For climatic reasons first: the increasing droughts are a real brake on rice cultivation.

The other reason is the lack of means to fight against the birds that attack the rice fields.

Faced with this threat from the sky which sometimes leads to the loss of half of production, banks and insurers are cautious.

Rice farmers are therefore forced to minimize production costs, and yields inevitably stagnate, explains Patricio Mendez del Villar, economist at the Center for International Cooperation in Agricultural Research for Development (CIRAD)
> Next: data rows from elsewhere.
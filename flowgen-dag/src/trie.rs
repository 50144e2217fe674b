use flowgen_rule::Field;
use flowgen_types::Key;

/// A binary trie over LPM prefixes. Inserting a prefix materializes both
/// siblings along its path, so the leaves always partition the whole space;
/// they are the finest subdivision induced by the inserted prefixes.
#[derive(Debug)]
pub struct Trie {
    root: Node,
}

#[derive(Debug)]
struct Node {
    prefix: Key,
    len: u8,
    children: [Option<Box<Node>>; 2],
}

impl Node {
    fn new(prefix: Key, len: u8) -> Self {
        Self {
            prefix,
            len,
            children: [None, None],
        }
    }
}

impl Trie {
    pub fn new() -> Self {
        Self {
            root: Node::new(Key::ZERO, 0),
        }
    }

    pub fn insert(&mut self, field: &Field) {
        let (field_prefix, field_len) = match field {
            Field::Lpm { prefix, len } => (*prefix, *len),
            _ => return,
        };
        let mut node = &mut self.root;
        let mut prefix = Key::ZERO;
        let mut mask = Key::HIGH_BIT;
        for depth in 1..=field_len {
            if node.children[0].is_none() {
                node.children[0] = Some(Box::new(Node::new(prefix, depth)));
            }
            if node.children[1].is_none() {
                node.children[1] = Some(Box::new(Node::new(prefix | mask, depth)));
            }
            let bit = usize::from(!(field_prefix & mask).is_zero());
            if bit == 1 {
                prefix |= mask;
            }
            node = node.children[bit].as_mut().expect("just created");
            mask = mask.shr(1);
        }
    }

    /// Leaf prefixes, 0-child first.
    pub fn leaves(&self) -> Vec<Field> {
        let mut out = Vec::new();
        collect(&self.root, &mut out);
        out
    }
}

impl Default for Trie {
    fn default() -> Self {
        Self::new()
    }
}

fn collect(node: &Node, out: &mut Vec<Field>) {
    if node.children[0].is_none() && node.children[1].is_none() {
        out.push(Field::lpm(node.prefix, node.len));
        return;
    }
    for child in node.children.iter().flatten() {
        collect(child, out);
    }
}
“Insufficient state support”

The other limit to local production is the States' lack of real commitment, beyond electoral promises.

"

 To buy social peace, and guarantee a supply of rice at affordable prices, governments tend to bet on imported rice more than on investments that will be profitable in 10 or 20 years, 

" notes a rice trader.

The great talk of self-sufficiency in rice is too often contradicted by the facts 

", adds our interlocutor, who insists: "

rice is not a job that can be left to private individuals, the State must support them in the medium and long term for the projects to be viable

”.

In fact, African production remains confined to rice cultivation by small producers, who seek to guarantee their consumption and who struggle to market their surplus due to the lack of an appropriate distribution network.

Shortcomings that explain why most African rice-producing countries are also importing more and more rice.